Changing tactics on the dam

Ghada Raafat , Sunday 7 Oct 2018

Head of the Natural Resources Department at Cairo University’s African Research and Studies Institute Abbas Sharaki explains Egyptian interests in the negotiations on the Grand Ethiopian Renaissance Dam

Abbas Sharaki
Abbas Sharaki, Head of the Natural Resources Department at Cairo University’s African Research and Studies Institute

The irrigation ministers of Egypt, Sudan and Ethiopia met in Addis Ababa last week for more talks on the Grand Ethiopian Renaissance Dam (GERD), with the ministerial meeting being attended for the first time by the tripartite scientific committee charged with assessing the filling of the dam’s reservoir.

The meeting, the latest in a seemingly endless series supposed to iron out differences between the three countries, ended without concrete progress, though the three countries said again that they were committed to working towards an agreement acceptable to all.

The recent announcement by Ethiopian Prime Minister Abiy Ahmed that construction problems would delay the completion of the GERD provoked mixed reactions.

Some in Egypt breathed sighs of relief, though others soon began to wonder whether the announcement was a diversionary tactic, a political manoeuvre intended to deflect attention from the impact of the dam on downstream countries.

Abbas Sharaki, head of the Natural Resources Department at Cairo University’s African Research and Studies Institute, said the delay was real and that satellite imagery confirmed that work on the central part of the dam, which is 130 metres wide and has reached 60 metres out of its planned 145-metre height, had ground to a halt.

Ethiopia’s prime minister blamed the Metals and Engineering Corporation (MetEC), the military-based local contractor, for the delay, though construction work was in any case planned to halt during the August to September rainy season.

Ahmed said that MetEC lacked the expertise to fulfill its duties, adding that the Italian engineering company Salini Construttori had continued to meet its contractual obligations.

The first phase of the dam, involving the installation of two out of the planned 16 turbines, was originally slated for May 2015.

Ahmed cast doubt over MetEC’s involvement in the project when he questioned its ability to complete the installation of all 16 turbines when it had failed to install the two scheduled for the first phase.

Sharaki argued that the delays reflected problems in financing, pointing out that the MetEC plays neither a technical nor an engineering role.

It did not design the dam, nor was it expected to manufacture or install the turbines.
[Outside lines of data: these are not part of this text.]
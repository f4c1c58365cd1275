//! Action Catalog
//!
//! The fixed set of symbolic CRUD actions a resource service can expose, and
//! the named groups used to register them in bulk. Each action binds to
//! exactly one method and sub-path:
//!
//! | Action         | Method | Sub-path         |
//! |----------------|--------|------------------|
//! | `GetByID`      | GET    | `/{id}`          |
//! | `First`        | POST   | `/first`         |
//! | `List`         | POST   | `/list`          |
//! | `Page`         | POST   | `/page`          |
//! | `Create`       | POST   | (base path)      |
//! | `Update`       | PUT    | `/{id}`          |
//! | `UpdateFields` | PATCH  | `/{id}`          |
//! | `Remove`       | DELETE | `/{id}/remove`   |
//! | `Restore`      | DELETE | `/{id}/restore`  |
//! | `Destroy`      | DELETE | `/{id}/destroy`  |

use std::fmt;
use std::str::FromStr;

use axum::http::Method;

use crate::error::{Error, Result};

/// Symbolic CRUD operation
#[derive(Debug, Clone, Copy, PartialEq, Eq, Hash, PartialOrd, Ord)]
pub enum Action {
    GetById,
    First,
    List,
    Page,
    /// Also accepted as `Store`
    Create,
    Update,
    UpdateFields,
    Remove,
    /// Also accepted as `Resotre`
    Restore,
    /// Also accepted as `Destory`
    Destroy,
}

impl Action {
    /// Every action, in catalog order
    pub const ALL: [Action; 10] = [
        Action::GetById,
        Action::First,
        Action::List,
        Action::Page,
        Action::Create,
        Action::Update,
        Action::UpdateFields,
        Action::Remove,
        Action::Restore,
        Action::Destroy,
    ];

    /// Canonical name
    pub const fn name(self) -> &'static str {
        match self {
            Action::GetById => "GetByID",
            Action::First => "First",
            Action::List => "List",
            Action::Page => "Page",
            Action::Create => "Create",
            Action::Update => "Update",
            Action::UpdateFields => "UpdateFields",
            Action::Remove => "Remove",
            Action::Restore => "Restore",
            Action::Destroy => "Destroy",
        }
    }

    pub fn method(self) -> Method {
        match self {
            Action::GetById => Method::GET,
            Action::First | Action::List | Action::Page | Action::Create => Method::POST,
            Action::Update => Method::PUT,
            Action::UpdateFields => Method::PATCH,
            Action::Remove | Action::Restore | Action::Destroy => Method::DELETE,
        }
    }

    /// Sub-path relative to the resource's base path
    ///
    /// `{id}` is the axum capture for the primary key. Create mounts at the
    /// base path itself and returns an empty string.
    pub const fn path(self) -> &'static str {
        match self {
            Action::GetById | Action::Update | Action::UpdateFields => "/{id}",
            Action::First => "/first",
            Action::List => "/list",
            Action::Page => "/page",
            Action::Create => "",
            Action::Remove => "/{id}/remove",
            Action::Restore => "/{id}/restore",
            Action::Destroy => "/{id}/destroy",
        }
    }

    /// Whether a success changes an existing row and must invalidate its cache
    pub const fn invalidates_cache(self) -> bool {
        matches!(
            self,
            Action::Update
                | Action::UpdateFields
                | Action::Remove
                | Action::Restore
                | Action::Destroy
        )
    }

    /// Whether the model must support soft deletes for this action to exist
    pub const fn requires_soft_delete(self) -> bool {
        matches!(self, Action::Remove | Action::Restore)
    }
}

impl fmt::Display for Action {
    fn fmt(&self, f: &mut fmt::Formatter<'_>) -> fmt::Result {
        f.write_str(self.name())
    }
}

impl FromStr for Action {
    type Err = Error;

    fn from_str(s: &str) -> Result<Self> {
        let action = match s.to_ascii_lowercase().as_str() {
            "getbyid" => Action::GetById,
            "first" => Action::First,
            "list" => Action::List,
            "page" => Action::Page,
            "create" | "store" => Action::Create,
            "update" => Action::Update,
            "updatefields" => Action::UpdateFields,
            "remove" => Action::Remove,
            "restore" | "resotre" => Action::Restore,
            "destroy" | "destory" => Action::Destroy,
            _ => return Err(Error::unsupported_action(s)),
        };
        Ok(action)
    }
}

/// Named group of actions for bulk registration
#[derive(Debug, Clone, Copy, PartialEq, Eq, Hash)]
pub enum ActionSet {
    /// GetByID, First, List, Page
    Read,
    /// Create, Update, UpdateFields
    Write,
    /// Remove, Restore, Destroy
    Delete,
    /// Restore, Destroy
    Admin,
    /// Every action
    All,
}

impl ActionSet {
    pub fn actions(self) -> &'static [Action] {
        const READ: &[Action] = &[Action::GetById, Action::First, Action::List, Action::Page];
        const WRITE: &[Action] = &[Action::Create, Action::Update, Action::UpdateFields];
        const DELETE: &[Action] = &[Action::Remove, Action::Restore, Action::Destroy];
        const ADMIN: &[Action] = &[Action::Restore, Action::Destroy];

        match self {
            ActionSet::Read => READ,
            ActionSet::Write => WRITE,
            ActionSet::Delete => DELETE,
            ActionSet::Admin => ADMIN,
            ActionSet::All => &Action::ALL,
        }
    }
}

impl FromStr for ActionSet {
    type Err = Error;

    fn from_str(s: &str) -> Result<Self> {
        let set = match s.to_ascii_lowercase().as_str() {
            "read" => ActionSet::Read,
            "write" => ActionSet::Write,
            "delete" => ActionSet::Delete,
            "admin" => ActionSet::Admin,
            "all" => ActionSet::All,
            _ => return Err(Error::unsupported_action(s)),
        };
        Ok(set)
    }
}

/// Resolve a mix of action and set names into a flat action list
///
/// Set names are tried first, so `"admin"` is the set rather than an
/// action. Order follows first appearance and repeats are dropped.
///
/// ```rust
/// use resource_service::action::{resolve_actions, Action};
///
/// let actions = resolve_actions(["read", "Store", "GetByID"]).unwrap();
/// assert_eq!(actions.len(), 5);
/// assert_eq!(actions[4], Action::Create);
/// ```
pub fn resolve_actions<I, S>(names: I) -> Result<Vec<Action>>
where
    I: IntoIterator<Item = S>,
    S: AsRef<str>,
{
    let mut resolved: Vec<Action> = Vec::new();
    for name in names {
        let name = name.as_ref().trim();
        let batch: Vec<Action> = match name.parse::<ActionSet>() {
            Ok(set) => set.actions().to_vec(),
            Err(_) => vec![name.parse::<Action>()?],
        };
        for action in batch {
            if !resolved.contains(&action) {
                resolved.push(action);
            }
        }
    }
    Ok(resolved)
}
Its role was limited to procuring the turbines, and its failure to do so, Sharaki said, suggested liquidity problems.

By seeking to blame the company Ahmed may be attempting to deflect accusations of incompetent management being levelled at Ethiopia’s government, Sharaki said.

The company was only set up seven years ago and has no previous experience of such a large-scale project, raising questions about why it was awarded the contract.

The accusations have damaged the company’s reputation and its ability to compete globally. MetEC is managed by senior army commanders, and the accusations of incompetence will inevitably raise tensions between the defence minister and the prime minister and intensify the rumbling conflict between the government and the army following the recent removal of a number of senior military commanders in Ethiopia.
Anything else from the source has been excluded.